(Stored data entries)
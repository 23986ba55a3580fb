/* ************************************************************************ **
** This file is part of glic, and is licensed under EITHER the MIT license  **
** or the Apache 2.0 license, at your option.                               **
**                                                                          **
**     http://www.apache.org/licenses/LICENSE-2.0                           **
**     http://opensource.org/licenses/MIT                                   **
** ************************************************************************ */

//! Render settings, read from YAML.
//!
//! Every field has a default, so an empty document (or no file at all)
//! is a valid configuration.  Command-line flags are applied on top of
//! whatever is read here.

#![allow(non_snake_case)]

use crate::FailResult;

use std::fmt;
use std::path::Path;
use std::str::FromStr;

use glic::{Vec3, vec3};

#[derive(Serialize, Deserialize)]
#[derive(Debug, Clone, PartialEq)]
#[serde(rename_all = "kebab-case")]
pub struct Settings {
    #[serde(default)]
    pub shader: ShaderKind,

    #[serde(default="_settings__width")]
    pub width: u32,

    #[serde(default="_settings__height")]
    pub height: u32,

    /// Seconds; animates both shaders.
    #[serde(default)]
    pub time: f32,

    #[serde(default)]
    pub palette: Palette,

    /// Direction *towards* the light.  Need not be normalized.
    #[serde(default="_settings__light_dir")]
    pub light_dir: Vec3,

    /// Ratio of indices of refraction used for the sphere's glassy tint.
    #[serde(default="_settings__eta")]
    pub eta: f32,
}
fn _settings__width() -> u32 { 80 }
fn _settings__height() -> u32 { 40 }
fn _settings__light_dir() -> Vec3 { vec3(1.0, 1.0, 1.0) }
fn _settings__eta() -> f32 { 1.0 / 1.33 }

impl Default for Settings {
    fn default() -> Self {
        Settings {
            shader: Default::default(),
            width: _settings__width(),
            height: _settings__height(),
            time: 0.0,
            palette: Default::default(),
            light_dir: _settings__light_dir(),
            eta: _settings__eta(),
        }
    }
}

/// Coefficients of a cosine palette, `a + b * cos(2π (c t + d))`.
#[derive(Serialize, Deserialize)]
#[derive(Debug, Copy, Clone, PartialEq)]
pub struct Palette {
    pub a: Vec3,
    pub b: Vec3,
    pub c: Vec3,
    pub d: Vec3,
}

impl Default for Palette {
    fn default() -> Self {
        Palette {
            a: vec3(0.5, 0.5, 0.5),
            b: vec3(0.5, 0.5, 0.5),
            c: vec3(1.0, 1.0, 1.0),
            d: vec3(0.0, 0.33, 0.67),
        }
    }
}

#[derive(Serialize, Deserialize)]
#[derive(Debug, Copy, Clone, PartialEq, Eq)]
#[serde(rename_all = "kebab-case")]
pub enum ShaderKind {
    Plasma,
    Sphere,
}

impl Default for ShaderKind {
    fn default() -> Self { ShaderKind::Plasma }
}

impl ShaderKind {
    pub const NAMES: &'static [&'static str] = &["plasma", "sphere"];
}

impl FromStr for ShaderKind {
    type Err = failure::Error;

    fn from_str(s: &str) -> FailResult<Self> {
        match s {
            "plasma" => Ok(ShaderKind::Plasma),
            "sphere" => Ok(ShaderKind::Sphere),
            _ => bail!("unknown shader '{}' (choices: {})", s, ShaderKind::NAMES.join(", ")),
        }
    }
}

impl fmt::Display for ShaderKind {
    fn fmt(&self, f: &mut fmt::Formatter) -> fmt::Result {
        fmt::Display::fmt(match self {
            ShaderKind::Plasma => "plasma",
            ShaderKind::Sphere => "sphere",
        }, f)
    }
}

impl Settings {
    pub fn from_yaml_str(s: &str) -> FailResult<Self>
    {
        // serde_yaml rejects a document with no content at all.
        if s.trim().is_empty() {
            return Ok(Settings::default());
        }
        Ok(serde_yaml::from_str(s)?)
    }

    pub fn load<P: AsRef<Path>>(path: P) -> FailResult<Self>
    {
        let path = path.as_ref();
        let text = std::fs::read_to_string(path)
            .map_err(|e| format_err!("while reading {}: {}", path.display(), e))?;
        Settings::from_yaml_str(&text)
    }

    /// Check the things that deserialization cannot.
    pub fn validate(&self) -> FailResult<()>
    {
        if self.width == 0 || self.height == 0 {
            bail!("image size must be nonzero (got {}x{})", self.width, self.height);
        }
        if !self.time.is_finite() {
            bail!("time must be finite (got {})", self.time);
        }
        if glic::length(self.light_dir) == 0.0 {
            bail!("light-dir must be nonzero");
        }
        Ok(())
    }
}

#[cfg(test)]
mod tests {
    use super::*;

    #[test]
    fn empty_is_default() {
        assert_eq!(Settings::from_yaml_str("").unwrap(), Settings::default());
        assert_eq!(Settings::from_yaml_str("{}").unwrap(), Settings::default());
    }

    #[test]
    fn partial_document() {
        let settings = Settings::from_yaml_str("
shader: sphere
width: 32
light-dir: [0.0, 1.0, 0.0]
palette:
  a: [0.1, 0.2, 0.3]
  b: [0.5, 0.5, 0.5]
  c: [1.0, 1.0, 1.0]
  d: [0.0, 0.1, 0.2]
").unwrap();

        assert_eq!(settings.shader, ShaderKind::Sphere);
        assert_eq!(settings.width, 32);
        assert_eq!(settings.height, _settings__height());
        assert_eq!(settings.light_dir, vec3(0.0, 1.0, 0.0));
        assert_eq!(settings.palette.a, vec3(0.1, 0.2, 0.3));
        assert_eq!(settings.eta, _settings__eta());
    }

    #[test]
    fn unknown_shader_is_rejected() {
        assert!(Settings::from_yaml_str("shader: teapot").is_err());
        let err = "teapot".parse::<ShaderKind>().unwrap_err();
        assert!(err.to_string().contains("plasma, sphere"));
    }

    #[test]
    fn shader_names_roundtrip() {
        for name in ShaderKind::NAMES {
            assert_eq!(name.parse::<ShaderKind>().unwrap().to_string(), *name);
        }
    }

    #[test]
    fn validation() {
        assert!(Settings::default().validate().is_ok());

        let zero_width = Settings { width: 0, ..Settings::default() };
        let err = zero_width.validate().unwrap_err();
        assert!(err.to_string().contains("nonzero"));

        let dark = Settings { light_dir: Vec3::zero(), ..Settings::default() };
        assert!(dark.validate().is_err());
    }
}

• WORK TO COMPLETE: Report every line of the data in which "nonzero" appears.

• REPLY:
            bail!("image size must be nonzero (got {}x{})", self.width, self.height);
            bail!("light-dir must be nonzero");
        assert!(err.to_string().contains("nonzero"));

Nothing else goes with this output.